Newt (as he’s called by just about everyone) leads a band of deserters, war widows and runaway slaves as they hide out in the Mississippi swamp. Together, they forge a community and Newt becomes an Antebellum Robin Hood, stealing back the ill-gotten gains of the tax collectors and rapists who steal from the few Southerners lucky enough to still have a home.
In the movies at least, the Civil War has almost become glamorized, making out soldiers on both sides to be gentlemen fighting for honor and tradition. Free State of Jones puts to bed this nonsense. War – as always – is nasty, brutal business. This movie doesn’t shy away from the brutality or the heinous violence inflicted on African Americans before, during and after the war.
While its passion reminded me of Django Unchained – though it’s hardly a comedy – the film I was most reminded of while watching Free State of Jones was Steven Spielberg’s Munich. Both films are about the cost of vengeance when both sides think they’re right, repaying violence with violence. It’s not quite as bleak as that film, but it’s still a gut-punch when the actions of Newt and his army don’t amount to all they hoped. Even after the slaves are emancipated and the war ends, their struggles don’t.

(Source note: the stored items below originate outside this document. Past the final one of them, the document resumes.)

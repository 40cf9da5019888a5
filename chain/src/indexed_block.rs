use std::cmp;
use hash::H256;
use ser::{Serializable, serialized_list_size};
use block::Block;
use transaction::Transaction;
use merkle_root::merkle_root;
use indexed_header::IndexedBlockHeader;
use indexed_transaction::IndexedTransaction;

#[derive(Debug, Clone)]
pub struct IndexedBlock {
	pub header: IndexedBlockHeader,
	pub transactions: Vec<IndexedTransaction>,
}

impl From<Block> for IndexedBlock {
	fn from(block: Block) -> Self {
		Self::from_raw(block)
	}
}

impl cmp::PartialEq for IndexedBlock {
	fn eq(&self, other: &Self) -> bool {
		self.header.hash == other.header.hash
	}
}

impl IndexedBlock {
	pub fn new(header: IndexedBlockHeader, transactions: Vec<IndexedTransaction>) -> Self {
		IndexedBlock {
			header: header,
			transactions: transactions,
		}
	}

	/// Explicit conversion of the raw Block into IndexedBlock.
	///
	/// Hashes block header + transactions.
	pub fn from_raw(block: Block) -> Self {
		let Block { block_header, transactions } = block;
		Self::new(
			IndexedBlockHeader::from_raw(block_header),
			transactions.into_iter().map(IndexedTransaction::from_raw).collect(),
		)
	}

	pub fn hash(&self) -> &H256 {
		&self.header.hash
	}

	pub fn to_raw_block(self) -> Block {
		Block::new(self.header.raw, self.transactions.into_iter().map(|tx| tx.raw).collect())
	}

	pub fn size(&self) -> usize {
		let header_size = self.header.raw.serialized_size();
		let transactions = self.transactions.iter().map(|tx| &tx.raw).collect::<Vec<_>>();
		let txs_size = serialized_list_size::<Transaction, &Transaction>(&transactions);
		header_size + txs_size
	}

	pub fn merkle_root(&self) -> H256 {
		merkle_root(&self.transactions.iter().map(|tx| tx.hash).collect::<Vec<H256>>())
	}

	pub fn is_genesis(&self) -> bool {
		self.header.raw.is_genesis()
	}
}

#[cfg(test)]
mod tests {
	use block::Block;
	use block_header::BlockHeader;
	use transaction::Transaction;
	use super::IndexedBlock;

	#[test]
	fn test_indexed_block_caches_hashes() {
		let transaction = Transaction::default();
		let block = Block::new(
			BlockHeader {
				version: 1,
				parent_hashes: vec![],
				hash_merkle_root: Default::default(),
				accepted_id_merkle_root: Default::default(),
				utxo_commitment: Default::default(),
				time: 0,
				bits: 0.into(),
				nonce: 0,
			},
			vec![transaction.clone()],
		);

		let indexed = IndexedBlock::from_raw(block.clone());
		assert_eq!(*indexed.hash(), block.hash());
		assert_eq!(indexed.transactions[0].hash, transaction.hash());
		assert_eq!(indexed.transactions[0].id, transaction.id());
		assert_eq!(indexed.merkle_root(), block.merkle_root());
	}
}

Where Free State of Jones stumbles is in an epilogue that it curiously distributes throughout the film, in which Newt’s grandson Davis is on trial for marrying a white woman – something that’s illegal under Mississippi state law since his grandmother was black. It’s true and infuriating, but the courtroom scenes are handled in clunky fashion, and the prosecutor is such a caricature of a Southern good ol’ boy, I’m surprised he didn’t spend every scene stretching his suspenders.
Otherwise, this is a tremendously entertaining, blood-boiling true story. Like its protagonist, it’s stubborn in its refusal to be pigeonholed or easily labeled.